// Connector constants (No magic values)
use std::time::Duration;

/// Timeout of the single reachability GET (1000ms)
pub const REACHABILITY_TIMEOUT: Duration = Duration::from_millis(1000);

/// Scheme prepended to bare hosts before probing
pub const DEFAULT_SCHEME: &str = "http://";

/// Divisor for memory/disk probes.
/// Decimal-scaled on purpose: callers compare against these exact units.
pub const CAPACITY_UNIT_BYTES: u64 = 1_024_000_000;

/// Ctrl-C, written to a managed process's stdin on teardown
pub const INTERRUPT_BYTE: u8 = 0x03;

/// Identity of the local target
pub const LOCAL_HOSTNAME: &str = "localhost";

/// Working directory of a freshly created connector
pub const DEFAULT_CWD: &str = ".";

/// Read buffer size for managed process output streams
pub const OUTPUT_CHUNK_SIZE: usize = 8192;

/// Buffered error chunks kept for a detached spawn before backpressure
pub const SPAWN_ERROR_CHANNEL_CAPACITY: usize = 64;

::::::::

Line by line, copy the data above.

● **Output for this exercise**
// Connector constants (No magic values)
use std::time::Duration;

/// Timeout of the single reachability GET (1000ms)
pub const REACHABILITY_TIMEOUT: Duration = Duration::from_millis(1000);

/// Scheme prepended to bare hosts before probing
pub const DEFAULT_SCHEME: &str = "http://";

/// Divisor for memory/disk probes.
/// Decimal-scaled on purpose: callers compare against these exact units.
pub const CAPACITY_UNIT_BYTES: u64 = 1_024_000_000;

/// Ctrl-C, written to a managed process's stdin on teardown
pub const INTERRUPT_BYTE: u8 = 0x03;

/// Identity of the local target
pub const LOCAL_HOSTNAME: &str = "localhost";

/// Working directory of a freshly created connector
pub const DEFAULT_CWD: &str = ".";

/// Read buffer size for managed process output streams
pub const OUTPUT_CHUNK_SIZE: usize = 8192;

/// Buffered error chunks kept for a detached spawn before backpressure
pub const SPAWN_ERROR_CHANNEL_CAPACITY: usize = 64;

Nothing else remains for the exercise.